# WORK TO BE COMPLETED
Wherever the string "system" occurs in a line of these records, report that line.
━━━━━━━━━━━━━━━━
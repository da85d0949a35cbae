//! In-memory doubles for the external services.

use crate::error::{GraphseedError, Result};
use crate::kb::{ClaimTarget, Entity, KnowledgeBase, Page, SearchHit};
use crate::llm::TextGenerator;
use std::collections::HashMap;
use std::sync::Mutex;

type Responder = Box<dyn Fn(&str, &str) -> Result<String> + Send + Sync>;

/// Text generator answering from a closure over (system, prompt)
pub struct ScriptedGenerator {
    respond: Responder,
    prompts: Mutex<Vec<String>>,
}

impl ScriptedGenerator {
    pub fn new(respond: impl Fn(&str, &str) -> Result<String> + Send + Sync + 'static) -> Self {
        Self {
            respond: Box::new(respond),
            prompts: Mutex::new(Vec::new()),
        }
    }

    /// Always answers with `text`
    pub fn constant(text: &str) -> Self {
        let text = text.to_string();
        Self::new(move |_, _| Ok(text.clone()))
    }

    /// Always fails
    pub fn failing() -> Self {
        Self::new(|_, _| Err(GraphseedError::Llm("service unavailable".to_string())))
    }

    pub fn prompts(&self) -> Vec<String> {
        self.prompts.lock().unwrap().clone()
    }

    pub fn calls(&self) -> usize {
        self.prompts.lock().unwrap().len()
    }
}

#[async_trait::async_trait]
impl TextGenerator for ScriptedGenerator {
    async fn complete(&self, system: &str, prompt: &str, _max_tokens: u32) -> Result<String> {
        self.prompts.lock().unwrap().push(prompt.to_string());
        (self.respond)(system, prompt)
    }
}

/// Knowledge base backed by maps
#[derive(Default)]
pub struct InMemoryKb {
    search: HashMap<String, Vec<String>>,
    pages: HashMap<String, Page>,
    entities: HashMap<String, Entity>,
    fail: bool,
    pub calls: Mutex<Vec<String>>,
}

impl InMemoryKb {
    pub fn new() -> Self {
        Self::default()
    }

    /// Every call errors
    pub fn failing() -> Self {
        Self {
            fail: true,
            ..Self::default()
        }
    }

    pub fn with_search(mut self, query: &str, titles: &[&str]) -> Self {
        self.search.insert(
            query.to_string(),
            titles.iter().map(|t| t.to_string()).collect(),
        );
        self
    }

    pub fn with_page(mut self, title: &str, entity_id: Option<&str>) -> Self {
        self.pages.insert(
            title.to_string(),
            Page {
                title: title.to_string(),
                redirect_target: None,
                entity_id: entity_id.map(str::to_string),
            },
        );
        self
    }

    pub fn with_redirect(mut self, title: &str, target: &str) -> Self {
        self.pages.insert(
            title.to_string(),
            Page {
                title: title.to_string(),
                redirect_target: Some(target.to_string()),
                entity_id: None,
            },
        );
        self
    }

    /// Convenience: search hit + page + entity id for a label in one go
    pub fn with_article(self, label: &str, entity_id: &str) -> Self {
        self.with_search(label, &[label]).with_page(label, Some(entity_id))
    }

    /// Entity with an English label and entity-valued claims, one (property, target) per pair
    pub fn with_entity(mut self, id: &str, label: Option<&str>, claims: &[(&str, &str)]) -> Self {
        let mut entity = Entity {
            id: id.to_string(),
            ..Entity::default()
        };
        if let Some(label) = label {
            entity.labels.insert("en".to_string(), label.to_string());
        }
        for (property, target) in claims {
            entity
                .claims
                .entry(property.to_string())
                .or_default()
                .push(ClaimTarget::Entity(target.to_string()));
        }
        self.entities.insert(id.to_string(), entity);
        self
    }

    /// Entity whose claims only have literal values
    pub fn with_literal_claims(mut self, id: &str, properties: &[&str]) -> Self {
        let mut entity = Entity {
            id: id.to_string(),
            ..Entity::default()
        };
        for property in properties {
            entity
                .claims
                .insert(property.to_string(), vec![ClaimTarget::Literal]);
        }
        self.entities.insert(id.to_string(), entity);
        self
    }

    pub fn call_count(&self, prefix: &str) -> usize {
        self.calls
            .lock()
            .unwrap()
            .iter()
            .filter(|c| c.starts_with(prefix))
            .count()
    }

    fn record(&self, call: String) -> Result<()> {
        self.calls.lock().unwrap().push(call);
        if self.fail {
            return Err(GraphseedError::KnowledgeBase("connection refused".to_string()));
        }
        Ok(())
    }
}

#[async_trait::async_trait]
impl KnowledgeBase for InMemoryKb {
    async fn search(&self, text: &str, limit: usize) -> Result<Vec<SearchHit>> {
        self.record(format!("search:{}", text))?;
        Ok(self
            .search
            .get(text)
            .map(|titles| {
                titles
                    .iter()
                    .take(limit)
                    .map(|t| SearchHit { title: t.clone() })
                    .collect()
            })
            .unwrap_or_default())
    }

    async fn page(&self, title: &str) -> Result<Option<Page>> {
        self.record(format!("page:{}", title))?;
        Ok(self.pages.get(title).cloned())
    }

    async fn get_entity(&self, id: &str) -> Result<Option<Entity>> {
        self.record(format!("entity:{}", id))?;
        Ok(self.entities.get(id).cloned())
    }
}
━━━━━━━━━━━━━━━━
# SOLUTION TO THIS TASK
/// Text generator answering from a closure over (system, prompt)
    async fn complete(&self, system: &str, prompt: &str, _max_tokens: u32) -> Result<String> {
        (self.respond)(system, prompt)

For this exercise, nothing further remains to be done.